Plaque commemorating the restoration of relations between Germany and France, showing Adenauer and Charles de Gaulle.

Adenauer praised the Marshall Plan, which he described as "a glorious page in the history of the United States of America."[2] The Plan compensated for what he saw as the failings of the Allied administration 1945-1949 which had seen a "a rapid economic, physical, and psychological disintegration of the Germans which might have been avoided" if they had handed over governance sooner.


However, contemporary critics accused Adenauer of cementing the division of Germany, sacrificing reunification and the recovery of territories lost to Poland and the Soviet Union for the sake of speedy integration into the West. During the Cold War, he advocated West German rearmament and mandatory conscription as an answer to a similar development in East Germany. The 1952 Stalin Note offered to unify the two German states into a single, neutral, disarmed Germany to effect superpower disengagement from Central Europe. One opinion claims that Adenauer shared the Western Allies’ suspicion about the genuineness of that offer and supported the Allies in their cautious replies, the other one claims he did so because proposed neutrality and rearmament ban spoiled his plans to annex territories seceded to Poland later. Adenauer’s critics, especially on the nationalist side, denounced him for having missed an opportunity for early German reunification. Adenauer’s defenders claimed, and continue to argue, that given the realities of the Cold War, reunification and the recovery of lost territories were not realistic goals. Both of Stalin's notes specified the retention of the existing "Potsdam" boundaries of Germany.

Others criticize his era as culturally and politically conservative, which sought to base the entire social and political make-up of West Germany around the personal views of a single person, one who bore a certain amount of mistrust towards his own people.

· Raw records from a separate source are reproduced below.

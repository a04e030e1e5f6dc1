//! # bufsync-core
//!
//! Pure buffer-synchronization logic for bufsync (no I/O, instant tests).
//!
//! This crate keeps a background process's view of open editor buffers in
//! step with the editor, using diffs against acknowledged states instead of
//! full texts on every keystroke.
//!
//! ## Layers
//!
//! - [`GapBuffer`], [`Patcher`], [`Differ`]: byte-level edit primitives.
//! - [`BufferDriver`]: one file's buffer, cursor and resend flag.
//! - [`FileStateCache`]: content-addressed, bounded cache of drivers with
//!   reconciliation on cache misses.
//! - [`EventProcessor`]: turns raw editor events into diff-based events
//!   and drops duplicates.
//!
//! Nothing here blocks on I/O. Time comes from an injectable [`Clock`] so
//! TTL and recency behavior can be tested without sleeping. The async
//! session wiring lives in `bufsync-daemon`.

#![warn(missing_docs)]
#![warn(clippy::all)]

pub mod cache;
pub mod clock;
pub mod diff;
pub mod driver;
pub mod gap_buffer;
pub mod patch;
pub mod path;
pub mod processor;

pub use cache::{CacheError, DriverState, FileStateCache, DEFAULT_CAPACITY};
pub use clock::{Clock, ManualClock, SystemClock};
pub use diff::{diff, Differ, DEFAULT_MAX_EDIT_DISTANCE};
pub use driver::{BufferDriver, BufferDriverFactory, DriverFactory, FileDriver};
pub use gap_buffer::{GapBuffer, GapBufferError};
pub use patch::{PatchError, Patcher};
pub use path::{canonical_path, NotAbsolute};
pub use processor::{
    EventProcessor, ProcessError, ProcessorConfig, DEFAULT_MAX_FILE_SIZE_BYTES,
    DEFAULT_RESPONSE_TTL, DEFAULT_SUPPORTED_EXTENSIONS,
};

The West German student movement of the late 1960s was essentially a protest against the conservatism Adenauer had personified. Another point of criticism was that Adenauer’s commitment to reconciliation with France was in stark contrast to a certain indifference towards Communist Poland. Like all other major West German political parties of the time, the CDU refused to recognize the annexation of former German territories given by the Soviets to Poland, and openly talked about regaining these territories after strengthening West Germany’s position in Europe.

In retrospect, mainly positive assessments of his chancellorship prevail, not only with the German public, which voted him the “greatest German of all time” in a 2003 television poll, but even with some of today’s left-wing intellectuals, who praise his unconditional commitment to western-style democracy and European integration.[3]

Additional actions as Chancellor

  • Made a historic speech to the Bundestag in September 1951 in which he recognized the obligation of the German government to compensate Israel, as the representative of the Jewish people, for the Holocaust. This started a process which led to the Bundestag approving a pact between Israel and Germany in 1953 outlining the reparations Germany would pay to Israel.
  • Helped secure the release of the last German prisoners of war in 1955, a decade after the end of the war.
  • Opened diplomatic relations with the USSR and other Eastern bloc nations, but refused to recognize East Germany. Nonetheless, his relations with the USSR may have served as a foundation for the later policy of rapprochement with the East pursued by Willy Brandt and others that contributed to Cold War ending with the collapse of the Eastern bloc, and German reunification.
  • Reached an agreement with the USA in 1957 that gave West Germany possession of weapons capable of transporting nuclear warheads. Furthermore, Adenauer pursued nuclear cooperation with other countries with a goal of Germany being able to produce its own nuclear armament.
  • Oversaw the reintegration of Saarland with West Germany in 1957.
  • Briefly considered running for the office of President in 1959. However, he instead chose a candidate (Heinrich Lübke) whom he believed weak enough not to disturb his affairs as Chancellor.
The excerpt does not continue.